Many endured the debilitating after-effects without access to treatment in west African countries stretched beyond their limits by the worst Ebola outbreak in history.
Of 277 survivors examined at a clinic in Sierra Leone, about four months after they were discharged, nearly 80 percent reported joint pain, said the experts.
Sixty percent experienced vision problems, 18 percent suffered eye inflammation that could make them blind, and a quarter reported hearing difficulties.
"The numbers were higher than we initially expected," study lead author Sharmistha Mishra of the University of Toronto told AFP by email.
There had been reports of Ebola after-effects before this outbreak, which started in December 2013.
But the new study, published in The Lancet Infectious Diseases, claimed to be the largest and most detailed yet into the nature of post-Ebola complications, and how widespread they were.
Survivors of the outbreak in Sierra Leone, Liberia and Guinea "are experiencing significant long-term effects with potential for long-term disability including visual loss," said Mishra.
The west African outbreak has killed over 11,300 of more than 28,600 people infected.
In the affected countries, not even primary care is readily accessible, the study authors said. and specialist treatment rare,
Sierra Leone had two ophthalmologists at the time of the outbreak.
- Lasting consequences -
The team had examined Ebola survivors in Port Loko, Sierra Leone, between March 7 and April 24 this year.
They found that the higher a patient's "viral load" had been at the height of their illness, the worse the complications afterwards.
And the team uncovered further evidence that Ebola virus may live on in specialised "sanctuary sites" in the body -- including the eye, where it may be the cause of the vision problems many patients had reported.
While Ebola virus clears from the blood within weeks, the UN's World Health Organization (WHO) has previously said it may persist for up to a year in the eye or semen, and in the breast milk of women infected while pregnant.
The WHO website says transmission by survivors, sexually or otherwise, "appears to be rare".
One of the study authors was American doctor Ian Crozier, who fell ill while treating patients in Sierra Leone, recovered, and in whose eye doctors found Ebola virus months after his hospital discharge.

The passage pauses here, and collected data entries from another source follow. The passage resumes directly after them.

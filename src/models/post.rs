use serde::{Deserialize, Serialize};
use std::fmt;

/// Forum section of a post. Documents written before categories existed
/// have no `category` field and belong to `Main`.
#[derive(Debug, Clone, PartialEq, Eq, Default, Serialize, Deserialize)]
#[serde(from = "String", into = "String")]
pub enum Category {
    #[default]
    Main,
    Anonymous,
    Other(String),
}

impl From<String> for Category {
    fn from(value: String) -> Self {
        match value.as_str() {
            "Main" | "" => Category::Main,
            "Anonymous" => Category::Anonymous,
            _ => Category::Other(value),
        }
    }
}

impl From<Category> for String {
    fn from(category: Category) -> Self {
        category.to_string()
    }
}

impl fmt::Display for Category {
    fn fmt(&self, f: &mut fmt::Formatter<'_>) -> fmt::Result {
        match self {
            Category::Main => write!(f, "Main"),
            Category::Anonymous => write!(f, "Anonymous"),
            Category::Other(name) => write!(f, "{}", name),
        }
    }
}

/// Which posts a forum view shows. `All` is the landing view and lists the
/// `Main` section.
#[derive(Debug, Clone, PartialEq, Eq, Default)]
pub enum CategoryFilter {
    #[default]
    All,
    Only(Category),
}

impl CategoryFilter {
    pub fn parse(value: Option<&str>) -> Self {
        match value.map(str::trim) {
            None | Some("") | Some("All") => CategoryFilter::All,
            Some(other) => CategoryFilter::Only(Category::from(other.to_string())),
        }
    }

    pub fn matches(&self, category: &Category) -> bool {
        match self {
            CategoryFilter::All => *category == Category::Main,
            CategoryFilter::Only(wanted) => wanted == category,
        }
    }

    /// Category a post created from this view lands in.
    pub fn default_category(&self) -> Category {
        match self {
            CategoryFilter::All => Category::Main,
            CategoryFilter::Only(category) => category.clone(),
        }
    }
}

/// Post document stored at `posts/{id}`.
#[derive(Debug, Clone, Serialize, Deserialize, PartialEq)]
#[serde(rename_all = "camelCase")]
pub struct Post {
    pub id: String,
    pub uid: String,
    #[serde(default)]
    pub display_name: String,
    #[serde(default)]
    pub author_image: String,
    #[serde(default)]
    pub title: String,
    #[serde(default)]
    pub content: String,
    #[serde(default)]
    pub category: Category,
    /// Store-assigned, epoch millis. Absent while a write is still pending.
    #[serde(default)]
    pub timestamp: Option<i64>,
    #[serde(default)]
    pub likes: Vec<String>,
    /// Set while a cascade delete is in progress.
    #[serde(default)]
    pub deleting: bool,
}

impl Post {
    pub fn is_liked_by(&self, uid: &str) -> bool {
        self.likes.iter().any(|id| id == uid)
    }
}

#[derive(Debug, Clone, Deserialize, utoipa::ToSchema)]
pub struct CreatePostRequest {
    pub title: String,
    pub content: String,
    /// Defaults to "Main"
    pub category: Option<String>,
}

#[derive(Debug, Deserialize, utoipa::IntoParams)]
#[into_params(parameter_in = Query)]
pub struct FeedQuery {
    /// "All" (default), "Main", "Anonymous" or another section name
    pub category: Option<String>,
}

/// A post as one viewer sees it.
#[derive(Debug, Clone, Serialize, PartialEq, utoipa::ToSchema)]
#[serde(rename_all = "camelCase")]
pub struct PostView {
    pub id: String,
    pub uid: String,
    pub display_name: String,
    pub author_image: String,
    pub title: String,
    pub content: String,
    pub category: String,
    pub timestamp: Option<i64>,
    pub likes: Vec<String>,
    pub like_count: usize,
    pub has_liked: bool,
    pub has_commented: bool,
}

impl PostView {
    pub fn new(post: Post, viewer: &str, has_commented: bool) -> Self {
        PostView {
            has_liked: post.is_liked_by(viewer),
            like_count: post.likes.len(),
            id: post.id,
            uid: post.uid,
            display_name: post.display_name,
            author_image: post.author_image,
            title: post.title,
            content: post.content,
            category: post.category.to_string(),
            timestamp: post.timestamp,
            likes: post.likes,
            has_commented,
        }
    }
}

#[derive(Debug, Serialize, utoipa::ToSchema)]
pub struct PostListResponse {
    pub success: bool,
    pub posts: Vec<PostView>,
    pub total: usize,
}

#[derive(Debug, Serialize, utoipa::ToSchema)]
pub struct CreatePostResponse {
    pub success: bool,
    pub id: String,
}

#[derive(Debug, Clone, Serialize, PartialEq, utoipa::ToSchema)]
pub struct LikeOutcome {
    pub success: bool,
    pub post_id: String,
    pub liked: bool,
    pub like_count: usize,
}

#[derive(Debug, Clone, Serialize, PartialEq, utoipa::ToSchema)]
pub struct DeleteReport {
    pub success: bool,
    pub post_id: String,
    pub comments_deleted: usize,
    pub attempts: u32,
}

The team pointed out there had been hardly any care for Ebola survivers in the early part of the outbreak due to the overwhelming and urgent challenge of treating the ill.
"These findings emphasise the importance of ongoing clinical follow-up and care of all patients, starting at discharge from an ETU (Ebola treatment unit)," wrote the authors.
They also underscored "the urgent need for the greater provision of ocular (eye) care."
Commenting on the study, Luke Hunt of the Liverpool School of Tropical Medicine said there was a dire need to rebuild west Africa's shattered health systems.
"The consequences of the world's largest outbreak of EVD extend beyond the immediate effect of the epidemic," he wrote.